Hirwai Garden Path, a narrow strip of green connecting the busy Prabhat and Bhandarkar Roads, is a revelation. The path winds between the backyards of old bungalows, giving walkers a glimpse of beautifully maintained gardens. The route ends at the back gate of the Fergusson College campus, where more determined strollers can continue through the college’s British-era buildings. I walk with Neeraj Thakare, a fellow covid-19 returnee, to the IMDR canteen in the green leafy setting of the campus that offers Puneri chaha (tea) for ₹20 and poha for ₹25.
Thakare, a 30-something data scientist, returned to Pune after a 15-year stint in Mumbai and Bengaluru. He sees slow change. “The same man delivers milk and papers to my house as the one we had growing up. My neighbourhood has seen some transformation but it remains the middle-class Maharashtrian locality it always was.
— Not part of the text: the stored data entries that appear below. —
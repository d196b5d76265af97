//! Seeds, discriminators and payout constants

/// PDA seed constants
pub mod seeds {
    pub const CASINO_CONFIG: &[u8] = b"casino_config";
    pub const LEDGER: &[u8] = b"ledger";
    pub const BET: &[u8] = b"bet";
    pub const BETTOR_BETS: &[u8] = b"bettor_bets";
    pub const REQUEST: &[u8] = b"request";
}

/// Account discriminators (8 bytes, ASCII)
pub mod discriminators {
    pub const CASINO_CONFIG: [u8; 8] = *b"RPS_CONF";
    pub const LEDGER: [u8; 8] = *b"RPS_LEDG";
    pub const BET: [u8; 8] = *b"RPS_BET_";
    pub const BETTOR_BETS: [u8; 8] = *b"RPS_BIDX";
    pub const RESOLUTION_REQUEST: [u8; 8] = *b"RPS_RQST";
}

/// Domain tag mixed into every request token
pub const REQUEST_TOKEN_DOMAIN: &[u8] = b"rps-casino:resolution-request:v1";

/// Payout multipliers, in whole multiples of the stake
pub const WIN_MULTIPLIER: u64 = 2;
pub const DRAW_MULTIPLIER: u64 = 1;
pub const LOSS_MULTIPLIER: u64 = 0;

/// Largest multiplier any outcome can pay. Bounds the worst-case obligation of a bet.
pub const MAX_PAYOUT_MULTIPLIER: u64 = WIN_MULTIPLIER;
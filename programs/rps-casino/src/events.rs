//! Event logging for native Solana
//!
//! Each event is logged as a marker line, its type, and the borsh payload
//! encoded in base58, so indexers can pick them out of transaction logs.

use borsh::{BorshDeserialize, BorshSerialize};
use solana_program::{msg, pubkey::Pubkey};

use crate::{
    oracle::RequestToken,
    outcome::{Choice, Outcome},
};

pub const EVENT_MARKER: &str = "RPS_CASINO_EVENT";

/// Event type discriminator
#[derive(BorshSerialize, BorshDeserialize, Debug, Clone, Copy, PartialEq, Eq)]
pub enum EventType {
    BetPlaced = 1,
    RandomnessRequested = 2,
    BetResolved = 3,
    BetClaimed = 4,
    FundsDeposited = 10,
    FundsWithdrawn = 11,
    CircuitBreakerChanged = 20,
    OwnershipTransferred = 21,
    OracleAuthorityChanged = 22,
}

pub trait Event: BorshSerialize {
    fn event_type() -> EventType;

    fn emit(&self) {
        msg!(EVENT_MARKER);
        msg!("TYPE:{:?}", Self::event_type());
        if let Ok(data) = self.try_to_vec() {
            msg!("DATA:{}", bs58::encode(&data).into_string());
        }
    }
}

/// Recover an event payload from the `DATA:` log line
pub fn decode_event<T: Event + BorshDeserialize>(data_line: &str) -> Option<T> {
    let encoded = data_line
        .trim_start_matches("Program log: ")
        .strip_prefix("DATA:")?;
    let bytes = bs58::decode(encoded).into_vec().ok()?;
    T::try_from_slice(&bytes).ok()
}

macro_rules! define_event {
    ($name:ident { $($field:ident: $type:ty),* $(,)? }) => {
        #[derive(BorshSerialize, BorshDeserialize, Debug, Clone, PartialEq, Eq)]
        pub struct $name {
            $(pub $field: $type,)*
        }

        impl Event for $name {
            fn event_type() -> EventType {
                EventType::$name
            }
        }
    };
}

// === Bet lifecycle ===

define_event!(BetPlaced {
    bet_id: u64,
    bettor: Pubkey,
    amount: u64,
    choice: Choice,
});

define_event!(RandomnessRequested {
    token: RequestToken,
    bet_id: u64,
    slot: u64,
    resend_count: u32,
});

define_event!(BetResolved {
    bet_id: u64,
    platform_choice: Choice,
    outcome: Outcome,
});

define_event!(BetClaimed {
    bet_id: u64,
    payout: u64,
});

// === Liquidity ===

define_event!(FundsDeposited {
    depositor: Pubkey,
    amount: u64,
});

define_event!(FundsWithdrawn {
    owner: Pubkey,
    amount: u64,
});

// === Administration ===

define_event!(CircuitBreakerChanged {
    paused: bool,
});

define_event!(OwnershipTransferred {
    previous_owner: Pubkey,
    new_owner: Pubkey,
});

define_event!(OracleAuthorityChanged {
    previous_authority: Pubkey,
    new_authority: Pubkey,
});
Yes, a lot of cafés and bars have come up but not on the scale of Bengaluru. Pune, I think, has been able to digest the change because of how slow it has been,” he says.
Some of the city’s evolution has been led by its most famous residents. The Pune International Centre (PIC) was founded by Raghunath Mashelkar, former director general of the Council of Scientific and Industrial Research, and Vijay Kelkar, a former finance secretary in the Union government, among others. “We started PIC about 10 years ago, modelled on New Delhi’s India International Centre. We wanted to create a space for free discussion of ideas, music, art and more. Alongside the space, we wanted to create a public policy think tank, which uses Pune’s vast intellectual capital and traditions as well as its large pool of educational institutions. Remember, this is the city of intellectual giants like Jyotiba Phule, Gopal Krishna Gokhale and Justice Ranade,” says Kelkar.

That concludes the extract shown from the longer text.